In just a few weeks, children, parents, teachers and principals will mark a full two years since COVID-19 dramatically changed the nature of schooling in America. In those two years, school food program directors have moved mountains in their efforts to provide nutritious school meals, as schools cycled from remote to in-person and back again, all amidst a supply chain crisis. The federal government, for its part, made a number of policy and rule adaptations  around nutritional content and access in order to make this monumental task more manageable. Many of the most meaningful rule changes have come in the form of waivers provided by the USDA to school meal programs, and, as the second half of the 2021-2022 school year begins, it is an important time to consider the impact of these waivers.

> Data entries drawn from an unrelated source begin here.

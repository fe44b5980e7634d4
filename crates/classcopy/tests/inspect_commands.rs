use std::fs;
use std::path::Path;

use predicates::prelude::PredicateBooleanExt;
use predicates::str::contains;
use tempfile::TempDir;

macro_rules! classcopy {
    () => {
        assert_cmd::cargo::cargo_bin_cmd!("classcopy")
    };
}

fn write(path: &Path, content: &[u8]) {
    if let Some(parent) = path.parent() {
        fs::create_dir_all(parent).expect("create parent dir");
    }
    fs::write(path, content).expect("write file");
}

fn create_maven_project() -> TempDir {
    let dir = TempDir::new().expect("create temp dir");
    write(
        &dir.path().join("classcopy.toml"),
        br#"source-roots = ["src/main/java", "src/test/java"]
output-root = "target/classes"
root-matching = "path-segment"
"#,
    );
    write(
        &dir.path().join("src/main/java/com/acme/Greeter.java"),
        b"class Greeter {}",
    );
    write(
        &dir.path().join("target/classes/com/acme/Greeter.class"),
        b"greeter",
    );
    write(
        &dir.path().join("target/classes/com/acme/Greeter$Inner.class"),
        b"inner",
    );
    write(
        &dir.path().join("target/classes/com/acme/GreeterFactory.class"),
        b"factory",
    );
    dir
}

#[test]
fn resolve_prints_identity() {
    let project = create_maven_project();

    classcopy!()
        .args(["resolve", "src/main/java/com/acme/Greeter.java"])
        .current_dir(project.path())
        .assert()
        .success()
        .stdout(contains("Package:     com/acme"))
        .stdout(contains("Base name:   Greeter"));
}

#[test]
fn resolve_reports_unmatched_file() {
    let project = create_maven_project();
    write(&project.path().join("tools/Gen.java"), b"class Gen {}");

    classcopy!()
        .args(["resolve", "tools/Gen.java"])
        .current_dir(project.path())
        .assert()
        .success()
        .stdout(contains("is not under any source root"));
}

#[test]
fn resolve_json() {
    let project = create_maven_project();

    classcopy!()
        .args([
            "resolve",
            "--format",
            "json",
            "src/main/java/com/acme/Greeter.java",
        ])
        .current_dir(project.path())
        .assert()
        .success()
        .stdout(contains("\"base_name\": \"Greeter\""));
}

#[test]
fn find_lists_artifacts_without_copying() {
    let project = create_maven_project();

    classcopy!()
        .args(["find", "src/main/java/com/acme/Greeter.java"])
        .current_dir(project.path())
        .assert()
        .success()
        .stdout(contains("Greeter.class"))
        .stdout(contains("Greeter$Inner.class"))
        .stdout(contains("GreeterFactory.class").not());

    assert!(
        !project
            .path()
            .join("src/main/java/com/acme/Greeter.class")
            .exists()
    );
}

#[test]
fn find_reports_missing_output_directory() {
    let project = create_maven_project();
    write(
        &project.path().join("src/test/java/org/sample/SampleTest.java"),
        b"class SampleTest {}",
    );

    classcopy!()
        .args(["find", "src/test/java/org/sample/SampleTest.java"])
        .current_dir(project.path())
        .assert()
        .success()
        .stdout(contains("cannot list build output directory"));
}

#[test]
fn missing_config_is_an_error() {
    let dir = TempDir::new().expect("create temp dir");

    classcopy!()
        .args(["resolve", "Foo.java"])
        .current_dir(dir.path())
        .assert()
        .failure()
        .stderr(contains("error: no classcopy.toml found"));
}
use std::path::PathBuf;

use crate::{FileChange, FileStatus, GitError, Result};

use super::Repository;

impl Repository {
    /// Files changed between two committed trees. `base = None` diffs against
    /// the empty tree.
    ///
    /// # Errors
    ///
    /// Returns [`GitError::RefNotFound`] if either base or head cannot be resolved.
    pub fn changed_files(&self, base: Option<&str>, head: &str) -> Result<Vec<FileChange>> {
        let head_tree = self.resolve_tree(head)?;

        let base_tree = match base {
            Some(refspec) => Some(self.resolve_tree(refspec)?),
            None => None,
        };

        let mut diff = self
            .inner
            .diff_tree_to_tree(base_tree.as_ref(), Some(&head_tree), None)?;

        let mut find_opts = git2::DiffFindOptions::new();
        find_opts.renames(true);
        diff.find_similar(Some(&mut find_opts))?;

        let mut changes = Vec::new();

        for delta in diff.deltas() {
            let status = match delta.status() {
                git2::Delta::Added => FileStatus::Added,
                git2::Delta::Deleted => FileStatus::Deleted,
                git2::Delta::Modified | git2::Delta::Typechange => FileStatus::Modified,
                git2::Delta::Renamed => FileStatus::Renamed,
                git2::Delta::Copied => FileStatus::Copied,
                _ => continue,
            };

            let path = delta
                .new_file()
                .path()
                .or_else(|| delta.old_file().path())
                .map(PathBuf::from)
                .ok_or(GitError::MissingDeltaPath)?;

            let mut change = FileChange::new(path, status);

            if status == FileStatus::Renamed || status == FileStatus::Copied {
                if let Some(old_path) = delta.old_file().path() {
                    change = change.with_old_path(old_path.to_path_buf());
                }
            }

            changes.push(change);
        }

        Ok(changes)
    }

    /// Files committed since `base` followed by uncommitted working tree
    /// changes. A path appearing in both keeps its working tree status.
    ///
    /// # Errors
    ///
    /// Returns [`GitError::RefNotFound`] if the base reference cannot be resolved.
    pub fn changed_files_since(&self, base: &str) -> Result<Vec<FileChange>> {
        let mut changes = self.changed_files(Some(base), "HEAD")?;

        for change in self.working_tree_changes()? {
            match changes.iter_mut().find(|c| c.path == change.path) {
                Some(existing)
                    if existing.status.is_new() && change.status == FileStatus::Modified => {}
                Some(existing) => *existing = change,
                None => changes.push(change),
            }
        }

        Ok(changes)
    }

    fn resolve_tree(&self, refspec: &str) -> Result<git2::Tree<'_>> {
        let obj = self
            .inner
            .revparse_single(refspec)
            .map_err(|_| GitError::RefNotFound {
                refspec: refspec.to_string(),
            })?;

        obj.peel_to_tree().map_err(|_| GitError::RefNotFound {
            refspec: refspec.to_string(),
        })
    }
}
use std::path::Path;

use classcopy_core::ReportCategory;
use indexmap::IndexSet;
use tracing::debug;

use crate::traits::ReportSink;

const DETAIL_SEPARATOR: &str = ",\n";

#[derive(Debug, Clone, Copy, PartialEq, Eq)]
enum AggregatorState {
    Idle,
    Collecting,
}

#[derive(Debug)]
enum Details {
    Repeated(Vec<String>),
    Unique(IndexSet<String>),
}

impl Details {
    fn new(deduplicate: bool) -> Self {
        if deduplicate {
            Self::Unique(IndexSet::new())
        } else {
            Self::Repeated(Vec::new())
        }
    }

    fn push(&mut self, detail: String) {
        match self {
            Self::Repeated(items) => items.push(detail),
            Self::Unique(items) => {
                items.insert(detail);
            }
        }
    }

    fn len(&self) -> usize {
        match self {
            Self::Repeated(items) => items.len(),
            Self::Unique(items) => items.len(),
        }
    }

    fn is_empty(&self) -> bool {
        self.len() == 0
    }

    fn join(&self) -> String {
        match self {
            Self::Repeated(items) => items.join(DETAIL_SEPARATOR),
            Self::Unique(items) => items
                .iter()
                .map(String::as_str)
                .collect::<Vec<_>>()
                .join(DETAIL_SEPARATOR),
        }
    }
}

/// Collects per-record outcomes and publishes one report per category.
///
/// Reports go out in [`ReportCategory::ALL`] order and empty categories are
/// not published. [`flush`](Self::flush) consumes the aggregator.
#[derive(Debug)]
pub struct ResultAggregator {
    discovery_failed: Details,
    copy_failed: Details,
    new_file: Details,
}

impl Default for ResultAggregator {
    fn default() -> Self {
        Self::new()
    }
}

impl ResultAggregator {
    #[must_use]
    pub fn new() -> Self {
        Self::with_deduplication(false)
    }

    /// With `deduplicate`, repeated details are kept once in first-seen order.
    #[must_use]
    pub fn with_deduplication(deduplicate: bool) -> Self {
        Self {
            discovery_failed: Details::new(deduplicate),
            copy_failed: Details::new(deduplicate),
            new_file: Details::new(deduplicate),
        }
    }

    pub fn add_new_file(&mut self, path: &Path) {
        self.add(ReportCategory::NewFile, path);
    }

    pub fn add_discovery_failure(&mut self, path: &Path) {
        self.add(ReportCategory::DiscoveryFailed, path);
    }

    pub fn add_copy_failure(&mut self, path: &Path) {
        self.add(ReportCategory::CopyFailed, path);
    }

    pub fn add(&mut self, category: ReportCategory, path: &Path) {
        self.details_mut(category).push(path.display().to_string());
    }

    #[must_use]
    pub fn len(&self, category: ReportCategory) -> usize {
        self.details(category).len()
    }

    #[must_use]
    pub fn is_empty(&self) -> bool {
        ReportCategory::ALL
            .iter()
            .all(|&c| self.details(c).is_empty())
    }

    fn state(&self) -> AggregatorState {
        if self.is_empty() {
            AggregatorState::Idle
        } else {
            AggregatorState::Collecting
        }
    }

    /// Returns the number of reports published.
    pub fn flush<S>(self, sink: &mut S) -> usize
    where
        S: ReportSink + ?Sized,
    {
        if self.state() == AggregatorState::Idle {
            debug!("nothing to report");
            return 0;
        }
        let mut published = 0;
        for category in ReportCategory::ALL {
            let details = self.details(category);
            if details.is_empty() {
                continue;
            }
            debug!(%category, entries = details.len(), "publishing report");
            sink.publish(category, category.header(), &details.join());
            published += 1;
        }
        published
    }

    fn details(&self, category: ReportCategory) -> &Details {
        match category {
            ReportCategory::DiscoveryFailed => &self.discovery_failed,
            ReportCategory::CopyFailed => &self.copy_failed,
            ReportCategory::NewFile => &self.new_file,
        }
    }

    fn details_mut(&mut self, category: ReportCategory) -> &mut Details {
        match category {
            ReportCategory::DiscoveryFailed => &mut self.discovery_failed,
            ReportCategory::CopyFailed => &mut self.copy_failed,
            ReportCategory::NewFile => &mut self.new_file,
        }
    }
}
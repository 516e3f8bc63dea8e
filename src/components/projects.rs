use dioxus::prelude::*;

use super::Reveal;
use crate::content::{Project, MAX_PROJECT_TAGS, PROJECTS};

/// Project gallery.
#[component]
pub fn Projects() -> Element {
    rsx! {
        section { id: "projects", class: "section",
            div { class: "container",
                div { class: "section-heading",
                    Reveal { id: "projects.title",
                        h2 { class: "section-title", "My Projects" }
                    }
                    p { class: "section-subtitle", "Some of my recent work" }
                }

                div { class: "card-grid",
                    for (i, project) in PROJECTS.iter().enumerate() {
                        Reveal {
                            key: "{project.title}",
                            id: format!("projects.card.{}", i),
                            class: "glass-card project-card",
                            delay_ms: 200 + (i as u32) * 100,
                            ProjectCard { project: *project }
                        }
                    }
                }
            }
        }
    }
}

#[component]
fn ProjectCard(project: Project) -> Element {
    rsx! {
        div { class: "project-image",
            img { src: "{project.image}", alt: "{project.title}" }
        }
        div { class: "project-body",
            div { class: "tag-list",
                for tag in project.tags.iter().take(MAX_PROJECT_TAGS) {
                    span { key: "{tag}", class: "tag", "{tag}" }
                }
            }
            h3 { class: "project-title", "{project.title}" }
            p { class: "project-description", "{project.description}" }
            div { class: "project-links",
                if let Some(live) = project.live {
                    a {
                        class: "project-link",
                        href: "{live}",
                        target: "_blank",
                        rel: "noopener noreferrer",
                        "\u{2197} Live Demo"
                    }
                }
                if let Some(source) = project.source {
                    a {
                        class: "project-link",
                        href: "{source}",
                        target: "_blank",
                        rel: "noopener noreferrer",
                        "</> Source Code"
                    }
                }
            }
        }
    }
}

For example, HSC and other advocates for healthy school meals have been concerned that the waivers around nutritional content standards  for school meals — standards which had already started to  loosen during the Trump administration —  will be difficult to reverse. Last week,  the USDA addressed some of these concerns when it announced formal “transitional standards” for school meal nutrition. These standards are designed to “giv[e] schools time to transition from current, pandemic operations, toward more nutritious meals.” 

We applaud the USDA’s move to bring the school meal program back into compliance with nutritional standards. As HSC board member and former USDA/FNS administrator Audrey Rowe put it, “this is an important first step to bringing high quality standards back into the program while recognizing the realities facing so many school districts.” 

While this bridge rule is an important first step, the transitional standards still back away from some of the strong standards for whole grains and sodium set in 2012 — standards which most districts were already meeting, which were widely accepted by students, which had valuable health benefits, and which were almost universally supported. We will work with partners to advocate for a return to the strongest version of these standards. 

In the short term, we will also continue to advocate for Congress to extend the USDA’s authority to grant waivers through the 2022-2023 school year, particularly access-related waivers that allow districts to offer universal free meals, expand summer meal eligibility, change remote meal pickup guidelines and more. Currently, the USDA’s waiver authority will expire on June 30, 2022. It is impossible for school meal programs to adequately plan for the next year without understanding the requirements, and, as our national partners from FRAC explain in a sign-on  letter recently sent to Congress, “this arbitrary deadline…[could force] many providers to stop serving meals or shut down altogether and leav[e] millions of children without access to healthy meals” over the summer.

In the longer term, Congress must act on a long-overdue full Child Nutrition Reauthorization process, and send a clear message that nutritious, universally available school meals are a national priority. Healthy school meals are a lifeline for children and families. We hope that Congress and the USDA continue  to make sure these meals are as nutritious and accessible as possible.